O médico oftalmologista e deputado estadual, Albert Dickson (Pros-RN), promove o tratamento precoce contra a Covid-19 através de seu canal do YouTube em troca de ‘likes’. O médico ainda distribui receitas online sem falar com os pacientes. Para tal, é preciso apenas se inscrever no canal e, depois disso, enviar um print pelo seu WhatsApp.
"Como que vocês vão ter direito à consulta? Vocês vão se inscrever no nosso canal, ganhando uma etapa no atendimento. Vocês vão printar e mandar para o meu WhatsApp. Quando você mandar, você já vai começar a ter o acesso à consulta comigo", disse em um vídeo publicado no Facebook no dia 7 de março. “O segredo é mandar o print”, afirma o médico.
Dickson também disse ser "defensor do tratamento precoce desde o início da pandemia" e disse que continuará nesta defesa, afirmando haver "várias pesquisas já preconizadas e publicadas".
Com o método, Dickson multiplicou o número de inscritos em seu canal do YouTube. Quando o canal atingiu 100 mil inscritos, recebeu uma placa comemorativa da empresa. Agora, Dickson tem 201 mil seguidores na rede.
O YouTube informou que, de acordo com uma nova regra da plataforma, removeu 12 vídeos do canal por conteúdo que disseminava informações médicas incorretas, como afirmar que há uma cura garantida para a covid-19 ou recomendar o uso de ivermectina ou hidroxicloroquina. O canal segue no ar, entretanto, porque os vídeos removidos haviam sido publicados em um período anterior a essa nova regra, de 12 de abril.
As recomendações de Dickson também são vistas por seus 139 mil seguidores em dois perfis no Instagram. No Facebook, quase 50 mil pessoas o seguem, e há vídeos com mais de 200 mil visualizações.
Dickson diz em seu canal que "atende 500 pessoas por dia, de domingo a domingo, de 7h da manhã até 3h da manhã, todos os dias".
Já em uma reunião da Comissão Externa de Enfrentamento à Covid-19 na Câmara Federal em julho do ano passado em que participou como convidado, Dickson afirmou já ter atendido "31 mil pacientes do mundo inteiro" e ter acompanhado, por e-mail, 6.047 pacientes. Destes, segundo ele, dois morreram.
Questionado pela BBC News Brasil sobre o número de atendimentos, o deputado afirmou: "Me reservo ao direito de não informar por uma questão de foro interno."
Pacientes com quem a reportagem da BBC News Brasil conversou disseram que depois de informar dados pessoais e sintomas, recebem diretamente um receituário médico. Ou seja, não tiveram uma consulta médica propriamente dita.

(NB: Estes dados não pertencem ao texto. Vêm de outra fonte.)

#[cfg(test)]
mod tests {
    use super::*;
    use image::{GrayImage, Luma, RgbImage};
    use std::time::{SystemTime, UNIX_EPOCH};

    fn gray_frame(gray: GrayImage) -> Frame {
        Frame {
            image: DynamicImage::ImageLuma8(gray),
            path: None,
        }
    }

    fn checkerboard(size: u32) -> GrayImage {
        GrayImage::from_fn(size, size, |x, y| {
            if (x + y) % 2 == 0 {
                Luma([0])
            } else {
                Luma([255])
            }
        })
    }

    fn temp_dir(name: &str) -> PathBuf {
        let timestamp = SystemTime::now()
            .duration_since(UNIX_EPOCH)
            .expect("clock error")
            .as_nanos();
        let path = std::env::temp_dir().join(format!(
            "petal-vision-{}-{}-{}",
            name,
            std::process::id(),
            timestamp
        ));
        std::fs::create_dir_all(&path).expect("failed to create temp dir");
        path
    }

    #[test]
    fn uniform_frame_is_blurry() {
        let frame = gray_frame(GrayImage::from_pixel(32, 32, Luma([128])));
        assert_eq!(laplacian_variance(&frame.image.to_luma8()), 0.0);
        assert!(is_blurry(&frame, DEFAULT_BLUR_THRESHOLD));
    }

    #[test]
    fn checkerboard_frame_is_sharp() {
        let frame = gray_frame(checkerboard(32));
        assert!(laplacian_variance(&frame.image.to_luma8()) > DEFAULT_BLUR_THRESHOLD);
        assert!(!is_blurry(&frame, DEFAULT_BLUR_THRESHOLD));
    }

    #[test]
    fn single_pixel_frame_has_zero_variance() {
        let gray = GrayImage::from_pixel(1, 1, Luma([200]));
        assert_eq!(laplacian_variance(&gray), 0.0);
    }

    #[test]
    fn threshold_decides_blurriness() {
        let frame = gray_frame(checkerboard(16));
        assert!(is_blurry(&frame, f64::MAX));
        assert!(!is_blurry(&frame, 0.0));
    }

    #[test]
    fn parses_tab_space_and_json_output() {
        assert_eq!(
            parse_prediction("Bush Clock Vine\t0.91\n").expect("tab output"),
            Prediction {
                label: "Bush Clock Vine".to_string(),
                confidence: 0.91
            }
        );
        assert_eq!(
            parse_prediction("loading model...\nCommon Lantana 0.5")
                .expect("space output")
                .label,
            "Common Lantana"
        );
        assert_eq!(
            parse_prediction(r#"{"label": "Rose", "confidence": 0.25}"#).expect("json output"),
            Prediction {
                label: "Rose".to_string(),
                confidence: 0.25
            }
        );
    }

    #[test]
    fn rejects_malformed_output() {
        for output in ["", "Rose", "Rose high", "Rose 1.5", "\t0.4"] {
            assert!(
                matches!(
                    parse_prediction(output),
                    Err(VisionError::ClassifierOutput(_))
                ),
                "accepted {output:?}"
            );
        }
    }

    #[test]
    fn label_map_orders_by_class_index() {
        let map =
            LabelMap::from_json(r#"{"Rose": 2, "Datura": 0, "Marigold": 1}"#).expect("parse");
        assert_eq!(map.labels(), &["Datura", "Marigold", "Rose"]);
        let best = map.best_prediction(&[0.1, 0.2, 0.7]).expect("prediction");
        assert_eq!(best.label, "Rose");
        assert_eq!(best.confidence, 0.7);
    }

    #[test]
    fn best_prediction_rejects_mismatched_scores() {
        let labels = vec!["Rose".to_string(), "Datura".to_string()];
        assert_eq!(best_prediction(&[], &labels), None);
        assert_eq!(best_prediction(&[0.5], &labels), None);
        assert_eq!(
            best_prediction(&[f32::NAN, 0.3], &labels).map(|p| p.label),
            Some("Datura".to_string())
        );
    }

    #[test]
    fn prepare_input_scales_to_unit_range() {
        let frame = Frame {
            image: DynamicImage::ImageRgb8(RgbImage::from_pixel(10, 6, image::Rgb([255, 0, 51]))),
            path: None,
        };
        let input = prepare_input(&frame, 4);
        assert_eq!(input.len(), 4 * 4 * 3);
        for (value, expected) in input[..3].iter().zip([1.0, 0.0, 0.2]) {
            assert!((value - expected).abs() < 0.01, "{value} != {expected}");
        }
    }

    #[test]
    fn fixed_classifier_is_chosen_without_a_command() {
        let mut vision = VisionSection::default();
        assert!(classifier_from_config(&vision).expect("config").is_none());
        vision.fixed_label = "Marigold".to_string();
        let classifier = classifier_from_config(&vision)
            .expect("config")
            .expect("classifier");
        let frame = gray_frame(checkerboard(2));
        assert_eq!(
            classifier.predict(&frame).expect("predict").label,
            "Marigold"
        );
    }

    #[test]
    fn parses_score_vectors() {
        assert_eq!(
            parse_scores("warming up\n[0.1, 0.9]").expect("json scores"),
            vec![0.1, 0.9]
        );
        assert_eq!(
            parse_scores("0.25 0.5,0.25\n").expect("plain scores"),
            vec![0.25, 0.5, 0.25]
        );
        assert!(matches!(
            parse_scores("0.2 high"),
            Err(VisionError::ClassifierOutput(_))
        ));
        assert!(matches!(
            parse_scores("\n"),
            Err(VisionError::ClassifierOutput(_))
        ));
    }

    #[test]
    fn input_bytes_holds_one_f32_per_channel() {
        let frame = Frame {
            image: DynamicImage::ImageRgb8(RgbImage::from_pixel(3, 3, image::Rgb([255, 255, 255]))),
            path: None,
        };
        let bytes = input_bytes(&frame, 4);
        assert_eq!(bytes.len(), 4 * 4 * 3 * 4);
        assert_eq!(&bytes[..4], &1.0f32.to_le_bytes());
    }

    #[test]
    fn missing_label_map_file_is_reported() {
        let mut vision = VisionSection::default();
        vision.classifier_command = vec!["true".to_string()];
        vision.labels_path = "/nonexistent/petal/class_indices.json".to_string();
        assert!(matches!(
            classifier_from_config(&vision),
            Err(VisionError::LabelFile(_, _))
        ));
    }

    #[cfg(unix)]
    #[test]
    fn score_command_receives_tensor_and_maps_best_class() {
        let dir = temp_dir("scores");
        let labels = dir.join("class_indices.json");
        std::fs::write(&labels, r#"{"Datura": 0, "Rose": 1, "Marigold": 2}"#)
            .expect("failed to write label map");

        let mut vision = VisionSection::default();
        vision.input_size = 4;
        vision.labels_path = labels.to_string_lossy().into_owned();
        vision.classifier_command = vec![
            "sh".to_string(),
            "-c".to_string(),
            r#"[ "$(wc -c | tr -d ' ')" -eq 192 ] && echo '[0.1, 0.7, 0.2]'"#.to_string(),
            "classifier".to_string(),
        ];
        let classifier = classifier_from_config(&vision)
            .expect("config")
            .expect("classifier");
        let frame = Frame {
            image: DynamicImage::ImageLuma8(checkerboard(8)),
            path: Some(dir.join("frame.png")),
        };
        let prediction = classifier.predict(&frame).expect("predict");
        assert_eq!(prediction.label, "Rose");
        assert_eq!(prediction.confidence, 0.7);
        let _ = std::fs::remove_dir_all(&dir);
    }

    #[cfg(unix)]
    #[test]
    fn score_count_must_match_label_map() {
        let labels = LabelMap::from_json(r#"{"Datura": 0, "Rose": 1}"#).expect("parse");
        let classifier = CommandClassifier::new(
            "sh",
            vec![
                "-c".to_string(),
                "cat > /dev/null; echo 0.4 0.3 0.3".to_string(),
                "classifier".to_string(),
            ],
        )
        .with_label_map(labels, 4);
        let frame = Frame {
            image: DynamicImage::ImageLuma8(checkerboard(8)),
            path: Some(PathBuf::from("frame.png")),
        };
        assert!(matches!(
            classifier.predict(&frame),
            Err(VisionError::ClassifierOutput(_))
        ));
    }

    #[test]
    fn command_classifier_needs_a_file() {
        let classifier = CommandClassifier::new("true", Vec::new());
        let frame = gray_frame(checkerboard(2));
        assert!(matches!(
            classifier.predict(&frame),
            Err(VisionError::MissingPath)
        ));
    }

    #[test]
    fn folder_source_replays_images_in_order() {
        let dir = temp_dir("folder");
        checkerboard(4)
            .save(dir.join("b.png"))
            .expect("failed to save frame");
        GrayImage::from_pixel(4, 4, Luma([9]))
            .save(dir.join("a.png"))
            .expect("failed to save frame");
        std::fs::write(dir.join("notes.txt"), "skip").expect("failed to write note");

        let mut source = ImageFolderSource::open(&dir).expect("open source");
        assert_eq!(source.len(), 2);
        let names: Vec<String> = (0..3)
            .map(|_| {
                let frame = source.next_frame().expect("frame").expect("some frame");
                frame
                    .path
                    .and_then(|p| p.file_name().map(|n| n.to_string_lossy().into_owned()))
                    .expect("file name")
            })
            .collect();
        assert_eq!(names, vec!["a.png", "b.png", "a.png"]);
        let _ = std::fs::remove_dir_all(&dir);
    }

    #[test]
    fn video_file_is_rejected_as_source() {
        let dir = temp_dir("video");
        let video = dir.join("garden.mp4");
        std::fs::write(&video, b"not decoded").expect("failed to write video");
        assert!(matches!(
            ImageFolderSource::open(&video),
            Err(VisionError::UnsupportedSource(_))
        ));
        let _ = std::fs::remove_dir_all(&dir);
    }

    #[test]
    fn empty_folder_is_rejected() {
        let dir = temp_dir("empty");
        assert!(matches!(
            ImageFolderSource::open(&dir),
            Err(VisionError::EmptySource(_))
        ));
        let _ = std::fs::remove_dir_all(&dir);
    }
}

A BBC News Brasil teve acesso a três receituários que teriam sido enviados por Dickson, e que, aparentemente, diferem um do outro apenas pelo nome do paciente e pela data.
Para uma suposta "profilaxia" da Covid-19, a receita inclui sete medicamentos, incluindo a ivermectina.
A BBC News Brasil perguntou a Dickson se o deputado considera como atendimento médico o envio de um receituário sem antes fazer uma consulta. Ele respondeu que "antes de enviar a receita com o nome e data direcionado ao paciente, o paciente nos passa os sintomas solicitados e após isso enviamos a receita".
Dickson, que ganhou as manchetes no ano passado com a proposta de criar o "Dia Estadual da Visibilidade Heterossexual", aparece sempre nos vídeos ao lado de sua esposa, a deputada federal Carla Dickson (Pros-RN), que assumiu a vaga após a ida de Fábio Faria para o ministério das Comunicações e agora compõe a bancada evangélica da casa.
Em maio do ano passado, Albert Dickson apresentou dois projetos de lei sobre o chamado "tratamento precoce" na Assembleia Legislativa do Rio Grande do Norte. Um deles determina a "disponibilização gratuita de kits de medicamentos com os remédios hidroxicloroquina, ivermectina e azitromicina" pelo SUS no Rio Grande do Norte.